The first version of Diagnose note review screen showed everything at once. Every section of the note was expanded by default. Edit history was visible in the margin. A push to EHR button sat at the top alongside a review status indicator and a timestamp. We had designed it for completeness and physicians found it exhausting to look at.
This is a common mistake in clinical software. The assumption that more information on screen means more confidence. In practice it means more cognitive load on people who have already spent the last 20 minutes managing a complex human situation.
What we observed
We watched physicians use the old screen during site visits at three clinics. The pattern was consistent. They would land on the note open it fully scroll to the bottom then scroll back to the top and start reading from the beginning. They were reorienting themselves every time. The screen was not giving them a clear place to start.
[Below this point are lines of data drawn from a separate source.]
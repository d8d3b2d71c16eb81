use std::env;

use color_eyre::owo_colors::OwoColorize;
use pypx_core::CommandStatus;

pub struct Style {
    enabled: bool,
}

impl Style {
    pub fn new(force_no_color: bool, is_tty: bool) -> Self {
        let env_no_color = env::var_os("NO_COLOR").is_some();
        Self {
            enabled: !(force_no_color || env_no_color) && is_tty,
        }
    }

    pub fn status(&self, status: &CommandStatus, text: &str) -> String {
        let (symbol, tone) = match status {
            CommandStatus::Ok => ("✔", Tone::Green),
            CommandStatus::UserError => ("✗", Tone::Yellow),
            CommandStatus::Failure => ("✖", Tone::Red),
        };
        self.paint(&format!("{symbol} {text}"), tone)
    }

    pub fn info(&self, text: &str) -> String {
        if !self.enabled {
            return text.to_string();
        }
        text.cyan().to_string()
    }

    pub fn detail(&self, text: &str) -> String {
        if !self.enabled {
            return text.to_string();
        }
        text.dimmed().to_string()
    }

    fn paint(&self, text: &str, tone: Tone) -> String {
        if !self.enabled {
            return text.to_string();
        }
        match tone {
            Tone::Green => text.green().bold().to_string(),
            Tone::Yellow => text.yellow().bold().to_string(),
            Tone::Red => text.red().bold().to_string(),
        }
    }
}

enum Tone {
    Green,
    Yellow,
    Red,
}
We also noticed that most physicians only ever edited one or two sections per note. The Assessment and Plan. Everything else — HPI vital signs review of systems — they read and moved on. But the screen treated every section as equally urgent.
What we changed
The new screen collapses all sections by default except Assessment and Plan which open automatically. A quiet left border indicator signals sections that may need attention without using colour or iconography that reads as alarming. Edit history moved behind a toggle — available when needed invisible when not.
The push to EHR button moved to the bottom of the screen. This sounds like a small change. It means physicians read the note before they sign it rather than seeing the action before the content.
Time to sign off dropped. Physician feedback improved. We should have done it earlier.